__Provided data__.
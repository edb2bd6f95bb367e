use std::collections::BTreeMap;
use std::fmt;

use crate::model::{AttemptId, Chapter, Question, QuestionId};

use super::event::QuizFailure;
use super::score::{PassPolicy, ScoreReport};

//
// ─── VIEW ──────────────────────────────────────────────────────────────────────
//

/// Lifecycle phase of the session. Exactly one holds at any time.
#[derive(Debug, Clone, Copy, PartialEq, Eq, Hash, Default)]
pub enum QuizView {
    #[default]
    Dashboard,
    Loading,
    Quiz,
    Results,
}

impl fmt::Display for QuizView {
    fn fmt(&self, f: &mut fmt::Formatter<'_>) -> fmt::Result {
        let name = match self {
            QuizView::Dashboard => "DASHBOARD",
            QuizView::Loading => "LOADING",
            QuizView::Quiz => "QUIZ",
            QuizView::Results => "RESULTS",
        };
        f.write_str(name)
    }
}

//
// ─── READ MODELS ───────────────────────────────────────────────────────────────
//

/// Position of the question pointer, for progress display.
#[derive(Debug, Clone, Copy, PartialEq, Eq)]
pub struct QuizProgress {
    /// 1-based position of the current question.
    pub position: usize,
    pub total: usize,
    pub answered: usize,
}

/// One line of the results answer key.
#[derive(Debug, Clone, Copy, PartialEq, Eq)]
pub struct QuestionReview<'a> {
    pub question: &'a Question,
    pub selected: Option<usize>,
    pub is_correct: bool,
}

//
// ─── STATE ─────────────────────────────────────────────────────────────────────
//

/// Single owned record of the quiz session.
///
/// Mutated only through [`SessionState::apply`]; everything else is read-only
/// accessors and values derived on demand.
#[derive(Debug, Clone, PartialEq, Default)]
pub struct SessionState {
    pub(super) view: QuizView,
    pub(super) selected_chapter: Option<Chapter>,
    pub(super) questions: Vec<Question>,
    pub(super) current_index: usize,
    pub(super) answers: BTreeMap<QuestionId, usize>,
    pub(super) score: Option<usize>,
    pub(super) error: Option<QuizFailure>,
    pub(super) active_attempt: Option<AttemptId>,
    pub(super) last_attempt: AttemptId,
}

impl SessionState {
    /// Fresh state on the dashboard with empty collections.
    #[must_use]
    pub fn new() -> Self {
        Self::default()
    }

    #[must_use]
    pub fn view(&self) -> QuizView {
        self.view
    }

    #[must_use]
    pub fn selected_chapter(&self) -> Option<&Chapter> {
        self.selected_chapter.as_ref()
    }

    #[must_use]
    pub fn questions(&self) -> &[Question] {
        &self.questions
    }

    #[must_use]
    pub fn current_index(&self) -> usize {
        self.current_index
    }

    #[must_use]
    pub fn answers(&self) -> &BTreeMap<QuestionId, usize> {
        &self.answers
    }

    #[must_use]
    pub fn answer(&self, question_id: QuestionId) -> Option<usize> {
        self.answers.get(&question_id).copied()
    }

    /// Set only once the attempt has been submitted.
    #[must_use]
    pub fn score(&self) -> Option<usize> {
        self.score
    }

    #[must_use]
    pub fn error(&self) -> Option<QuizFailure> {
        self.error
    }

    /// Tag of the generation currently awaited, if any.
    #[must_use]
    pub fn active_attempt(&self) -> Option<AttemptId> {
        self.active_attempt
    }

    #[must_use]
    pub fn current_question(&self) -> Option<&Question> {
        if self.view == QuizView::Quiz || self.view == QuizView::Results {
            self.questions.get(self.current_index)
        } else {
            None
        }
    }

    #[must_use]
    pub fn is_current_answered(&self) -> bool {
        self.current_question()
            .is_some_and(|question| self.answers.contains_key(&question.id()))
    }

    #[must_use]
    pub fn all_answered(&self) -> bool {
        self.questions
            .iter()
            .all(|question| self.answers.contains_key(&question.id()))
    }

    #[must_use]
    pub fn answered_count(&self) -> usize {
        self.questions
            .iter()
            .filter(|question| self.answers.contains_key(&question.id()))
            .count()
    }

    #[must_use]
    pub fn is_first(&self) -> bool {
        self.current_index == 0
    }

    #[must_use]
    pub fn is_last(&self) -> bool {
        self.current_index + 1 >= self.questions.len()
    }

    #[must_use]
    pub fn progress(&self) -> QuizProgress {
        QuizProgress {
            position: if self.questions.is_empty() {
                0
            } else {
                self.current_index + 1
            },
            total: self.questions.len(),
            answered: self.answered_count(),
        }
    }

    /// Score, percentage and pass flag; `None` before submission.
    #[must_use]
    pub fn score_report(&self, policy: &PassPolicy) -> Option<ScoreReport> {
        self.score
            .map(|score| ScoreReport::new(score, self.questions.len(), policy))
    }

    /// Per-question answer key, in question order.
    #[must_use]
    pub fn review(&self) -> Vec<QuestionReview<'_>> {
        self.questions
            .iter()
            .map(|question| {
                let selected = self.answer(question.id());
                QuestionReview {
                    question,
                    selected,
                    is_correct: selected.is_some_and(|option| question.is_correct(option)),
                }
            })
            .collect()
    }
}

__What to produce__. The word is "only". Copy every line above where it appears.

__Answer to this problem__.
/// Mutated only through [`SessionState::apply`]; everything else is read-only
    /// Set only once the attempt has been submitted.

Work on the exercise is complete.